You’ve found a +EV bet. You know you have an edge. But how much should you wager? Too little and you’re leaving money on the table. Too much and a losing streak wipes you out. The Kelly Criterion gives you the mathematically optimal answer.
What is the Kelly Criterion?
The Kelly Criterion is a formula that calculates the optimal bet size to maximize long-term bankroll growth. It was developed by John Kelly at Bell Labs in 1956 and has since become the gold standard for bet sizing in finance, gambling, and investing.
Kelly tells you the exact percentage of your bankroll to wager based on your edge and the odds.
The Formula
Kelly % = (bp - q) / b
Where:
b = decimal odds - 1 (the net profit per $1 wagered)
p = your estimated probability of winning
q = probability of losing (1 - p)
Example
You find a bet at +150 odds and estimate the true win probability is 45%:
b = 1.50 (decimal odds 2.50 - 1)
p = 0.45
q = 0.55
Kelly % = (1.50 × 0.45 - 0.55) / 1.50 = (0.675 - 0.55) / 1.50 = 0.0833 = 8.33%
On a $1,000 bankroll, Kelly says to bet $83.30.
Try the kelly-criterion-calculator→
Why Kelly Works
Kelly maximizes the geometric growth rate of your bankroll. In simple terms, it grows your bankroll as fast as mathematically possible without risking ruin.
Bet more than Kelly: You risk overbetting and potential ruin
Bet exactly Kelly: Maximum long-term growth rate
Bet less than Kelly: Slower growth but less volatility
The key insight is that Kelly balances aggression (betting more on bigger edges) with survival (never risking so much that a loss is catastrophic).
Full Kelly vs.
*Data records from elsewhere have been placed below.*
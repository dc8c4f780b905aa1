pub mod storage;

use crate::config::NotesConfig;
use crate::domain::{Directory, Entry};
use crate::error::{NotesError, NotesResult, PathError};
use crate::path::{self, with_extension};
use crate::root::NotesRoot;
use crate::scanner::Scanner;
use crate::tree::TreeStore;
use std::fs;
use std::io::ErrorKind;
use std::path::{Path, PathBuf};
use std::sync::Arc;
use tracing::{debug, info, warn};

/// The only component that changes notes on disk.
///
/// Every successful mutation rescans the root and replaces the snapshot in
/// [`NoteRepository::tree`]. The collaborator-facing methods never return an
/// error: reads fall back to empty text, writes and deletes are best effort,
/// and creates and moves report failure as `None`. The `try_*` variants
/// expose the underlying [`NotesError`].
///
/// There is no locking. Callers issue at most one mutation per path at a time.
pub struct NoteRepository {
    root: NotesRoot,
    scanner: Scanner,
    tree: TreeStore,
}

impl NoteRepository {
    pub fn new(root: NotesRoot, config: &NotesConfig) -> Self {
        NoteRepository {
            root,
            scanner: Scanner::from_config(config),
            tree: TreeStore::new(),
        }
    }

    /// Creates (and seeds) the configured root if needed and opens a repository on it.
    ///
    /// The tree is not loaded yet; call [`load_tree`](Self::load_tree) or
    /// [`load_tree_async`](Self::load_tree_async).
    pub fn open(config: &NotesConfig) -> NotesResult<Self> {
        let root = NotesRoot::ensure_exists(config)?;
        Ok(Self::new(root, config))
    }

    pub fn root(&self) -> &Path {
        &self.root.path
    }

    pub fn extension(&self) -> &str {
        self.scanner.extension()
    }

    pub fn tree(&self) -> &TreeStore {
        &self.tree
    }

    pub fn scanner(&self) -> &Scanner {
        &self.scanner
    }

    /// Scans the root on the calling thread and publishes the result.
    pub fn load_tree(&self) -> Arc<Directory> {
        self.tree.replace(self.scanner.scan(self.root()))
    }

    /// Scans the root with the concurrent scanner and publishes the result.
    pub async fn load_tree_async(&self) -> Arc<Directory> {
        let snapshot = self.scanner.scan_concurrent(self.root()).await;
        self.tree.replace(snapshot)
    }

    /// Reads the children of a placeholder directory without touching the stored snapshot.
    pub fn expand(&self, dir: &Path) -> Directory {
        self.scanner.expand(dir)
    }

    pub fn find(&self, id: &str) -> Option<Entry> {
        self.tree.find(id)
    }

    /// The slash-separated string that [`move_note`](Self::move_note) would
    /// accept to leave `path` where it is.
    pub fn relative_path(&self, path: &Path) -> String {
        path::relative_note_path(path, self.root(), self.extension())
    }

    /// Returns the note's text, or an empty string if it cannot be read.
    pub fn read(&self, path: &Path) -> String {
        storage::read(path).unwrap_or_else(|| {
            debug!(path = %path.display(), "unreadable note read as empty");
            String::new()
        })
    }

    /// Saves `text` atomically. Failures are logged and dropped so auto-save
    /// never interrupts typing.
    pub fn write(&self, path: &Path, text: &str) {
        if let Err(err) = self.try_write(path, text) {
            warn!(path = %path.display(), error = %err, "note save failed");
        }
    }

    pub fn try_write(&self, path: &Path, text: &str) -> NotesResult<()> {
        storage::write_atomic(path, text.as_bytes())
    }

    /// Creates `{name}.{ext}` in `dir`, optionally seeded with a `# {name}` heading.
    ///
    /// Returns `None` if the note already exists or cannot be written.
    pub fn create(&self, name: &str, dir: &Path, with_template: bool) -> Option<PathBuf> {
        self.try_create(name, dir, with_template)
            .inspect_err(|err| debug!(note = name, error = %err, "note not created"))
            .ok()
    }

    pub fn try_create(&self, name: &str, dir: &Path, with_template: bool) -> NotesResult<PathBuf> {
        let name = valid_name(name)?;
        let file_name = with_extension(name, self.extension());
        let path = canonical_dir(dir).join(&file_name);

        let content = if with_template {
            let title = file_name
                .strip_suffix(&format!(".{}", self.extension()))
                .unwrap_or(name);
            format!("# {title}\n\n")
        } else {
            String::new()
        };

        storage::create_atomic(&path, content.as_bytes())?;
        debug!(path = %path.display(), "note created");

        self.load_tree();
        Ok(path)
    }

    /// Creates the directory `name` inside `dir`. Returns `None` if it already exists.
    pub fn create_directory(&self, name: &str, dir: &Path) -> Option<PathBuf> {
        self.try_create_directory(name, dir)
            .inspect_err(|err| debug!(directory = name, error = %err, "directory not created"))
            .ok()
    }

    pub fn try_create_directory(&self, name: &str, dir: &Path) -> NotesResult<PathBuf> {
        let path = canonical_dir(dir).join(valid_name(name)?);

        if fs::symlink_metadata(&path).is_ok() {
            return Err(NotesError::AlreadyExists(path));
        }

        fs::create_dir_all(&path)?;
        debug!(path = %path.display(), "directory created");

        self.load_tree();
        Ok(path)
    }

    /// Removes a note, or a directory and everything in it. Errors such as
    /// the path already being gone are ignored; the tree is rescanned either way.
    pub fn delete(&self, path: &Path) {
        match storage::remove(path) {
            Ok(()) => debug!(path = %path.display(), "deleted"),
            Err(err) => debug!(path = %path.display(), error = %err, "delete failed"),
        }
        self.load_tree();
    }

    /// Moves or renames a note to a typed path such as `work/ideas/draft`.
    ///
    /// Returns the note's new path, or `None` if the path is empty or the
    /// move fails (the source is then left in place).
    pub fn move_note(&self, source: &Path, destination: &str) -> Option<PathBuf> {
        self.try_move(source, destination)
            .inspect_err(|err| {
                warn!(source = %source.display(), destination, error = %err, "move failed")
            })
            .ok()
    }

    /// Fallible form of [`move_note`](Self::move_note).
    ///
    /// Missing directories along the typed path are created first. Moving a
    /// note onto itself changes nothing. If another note already sits at the
    /// destination, that note wins: the source is deleted and the
    /// destination's path is returned with its content untouched. Folders
    /// left empty by a move stay on disk and are hidden by the next scan.
    ///
    /// # Errors
    /// - [`NotesError::NotFound`] if `source` does not exist
    /// - [`NotesError::NotAFile`] if `source` is a directory or anything but a regular file
    /// - [`PathError::EmptyPath`] if `destination` names nothing
    /// - [`NotesError::Io`] if a directory cannot be created or the rename fails
    pub fn try_move(&self, source: &Path, destination: &str) -> NotesResult<PathBuf> {
        let meta = fs::metadata(source).map_err(|err| match err.kind() {
            ErrorKind::NotFound => NotesError::NotFound(source.to_path_buf()),
            _ => NotesError::Io(err),
        })?;
        if !meta.is_file() {
            return Err(NotesError::NotAFile(source.to_path_buf()));
        }

        let resolved = path::resolve(destination, self.root())?;

        for dir in resolved.directory_chain() {
            if !dir.exists() {
                fs::create_dir(&dir)?;
                debug!(path = %dir.display(), "created intermediate directory");
            }
        }

        let target = resolved.note_path(self.extension());

        if same_location(source, &target) {
            return Ok(source.to_path_buf());
        }

        if target.exists() {
            info!(
                source = %source.display(),
                target = %target.display(),
                "destination exists, keeping it and dropping the source"
            );
            if let Err(err) = fs::remove_file(source) {
                warn!(source = %source.display(), error = %err, "could not remove moved source");
            }
            self.load_tree();
            return Ok(target);
        }

        fs::rename(source, &target)?;
        info!(source = %source.display(), target = %target.display(), "note moved");

        self.load_tree();
        Ok(target)
    }
}

/// Resolves `dir` so returned paths match tree identities; a missing
/// directory is kept as given and left for the write to reject.
fn canonical_dir(dir: &Path) -> PathBuf {
    fs::canonicalize(dir).unwrap_or_else(|_| dir.to_path_buf())
}

fn same_location(a: &Path, b: &Path) -> bool {
    if a == b {
        return true;
    }
    match (fs::canonicalize(a), fs::canonicalize(b)) {
        (Ok(a), Ok(b)) => a == b,
        _ => false,
    }
}

/// Trims `name` and rejects names that are blank or would escape `dir`.
fn valid_name(name: &str) -> Result<&str, PathError> {
    let trimmed = name.trim();

    if trimmed.is_empty() || trimmed == "." || trimmed == ".." {
        return Err(PathError::InvalidName(name.to_owned()));
    }

    if trimmed.contains(&['/', '\\'][..]) {
        return Err(PathError::InvalidName(name.to_owned()));
    }

    Ok(trimmed)
}
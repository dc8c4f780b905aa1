use tracing::Level;

/// Installs a compact stderr subscriber at `level`; `None` keeps the crate silent.
///
/// Safe to call more than once: later calls leave the first subscriber in place.
pub fn init_tracing(level: Option<Level>) {
    if let Some(level) = level {
        let _ = tracing_subscriber::fmt()
            .with_max_level(level)
            .with_writer(std::io::stderr)
            .without_time()
            .compact()
            .try_init();
    }
}
use crate::domain::{Directory, Entry};
use std::sync::{Arc, PoisonError, RwLock};

/// Holds the latest tree snapshot.
///
/// Snapshots are never edited in place; [`TreeStore::replace`] swaps in a
/// whole new one, and readers keep whatever `Arc` they already hold.
#[derive(Debug, Default)]
pub struct TreeStore {
    current: RwLock<Option<Arc<Directory>>>,
}

impl TreeStore {
    pub fn new() -> Self {
        Self::default()
    }

    pub fn replace(&self, snapshot: Directory) -> Arc<Directory> {
        let snapshot = Arc::new(snapshot);
        let mut current = self.current.write().unwrap_or_else(PoisonError::into_inner);
        *current = Some(Arc::clone(&snapshot));
        snapshot
    }

    /// The current snapshot, or `None` before the first scan has been applied.
    pub fn snapshot(&self) -> Option<Arc<Directory>> {
        self.current
            .read()
            .unwrap_or_else(PoisonError::into_inner)
            .clone()
    }

    pub fn is_loaded(&self) -> bool {
        self.snapshot().is_some()
    }

    /// Looks up an entry of the current snapshot by identity, the root included.
    pub fn find(&self, id: &str) -> Option<Entry> {
        let snapshot = self.snapshot()?;
        if snapshot.id == id {
            return Some(Entry::Directory(Directory::clone(&snapshot)));
        }
        Self::find_in(id, &snapshot).cloned()
    }

    /// Depth-first search of `tree`'s descendants for the first entry whose
    /// identity is `id`. `tree` itself is not an [`Entry`] and never matches;
    /// [`TreeStore::find`] checks the root separately.
    pub fn find_in<'a>(id: &str, tree: &'a Directory) -> Option<&'a Entry> {
        tree.walk().find(|entry| entry.id() == id)
    }
}

#[cfg(test)]
mod tests {
    use super::*;
    use crate::domain::NoteFile;
    use std::path::PathBuf;

    fn sample() -> Directory {
        let nested = Directory::new(
            PathBuf::from("/notes/work"),
            vec![Entry::File(NoteFile::new(PathBuf::from("/notes/work/plan.md")))],
        );
        Directory::new(
            PathBuf::from("/notes"),
            vec![
                Entry::File(NoteFile::new(PathBuf::from("/notes/inbox.md"))),
                Entry::Directory(nested),
            ],
        )
    }

    #[test]
    fn empty_store_finds_nothing() {
        let store = TreeStore::new();
        assert!(!store.is_loaded());
        assert!(store.find("/notes/inbox.md").is_none());
    }

    #[test]
    fn find_reaches_nested_entries() {
        let store = TreeStore::new();
        store.replace(sample());

        let found = store.find("/notes/work/plan.md").unwrap();
        assert!(found.is_file());
        assert_eq!(found.name(), "plan.md");

        let dir = store.find("/notes/work").unwrap();
        assert_eq!(dir.as_directory().unwrap().children.len(), 1);
    }

    #[test]
    fn root_is_found_by_identity() {
        let store = TreeStore::new();
        store.replace(sample());

        let root = store.find("/notes").unwrap();
        assert_eq!(root.as_directory().unwrap().children.len(), 2);
        assert!(TreeStore::find_in("/notes", &store.snapshot().unwrap()).is_none());
    }

    #[test]
    fn replace_keeps_old_snapshot_alive_for_readers() {
        let store = TreeStore::new();
        let old = store.replace(sample());
        store.replace(Directory::placeholder(PathBuf::from("/notes")));

        assert!(TreeStore::find_in("/notes/inbox.md", &old).is_some());
        assert!(store.find("/notes/inbox.md").is_none());
    }
}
Fractional Kelly
Full Kelly is mathematically optimal but comes with wild swings. Most professional bettors use fractional Kelly — betting a fraction of what the formula recommends.
| Approach | Bet Size | Growth Rate | Volatility |
|---|---|---|---|
| Full Kelly | 100% of Kelly | Maximum | High |
| Half Kelly | 50% of Kelly | 75% of max | Much lower |
| Quarter Kelly | 25% of Kelly | ~56% of max | Low |
Half Kelly is the most common recommendation. You sacrifice 25% of the theoretical growth rate but cut volatility dramatically. For most bettors, the smoother ride is worth it.
When Kelly Says “Don’t Bet”
If the Kelly formula returns a negative number, the bet is -EV. Don’t place it. The formula naturally tells you to wager 0% on bad bets.
If the formula returns 0%, the bet is break-even. You have no edge and there’s no reason to bet.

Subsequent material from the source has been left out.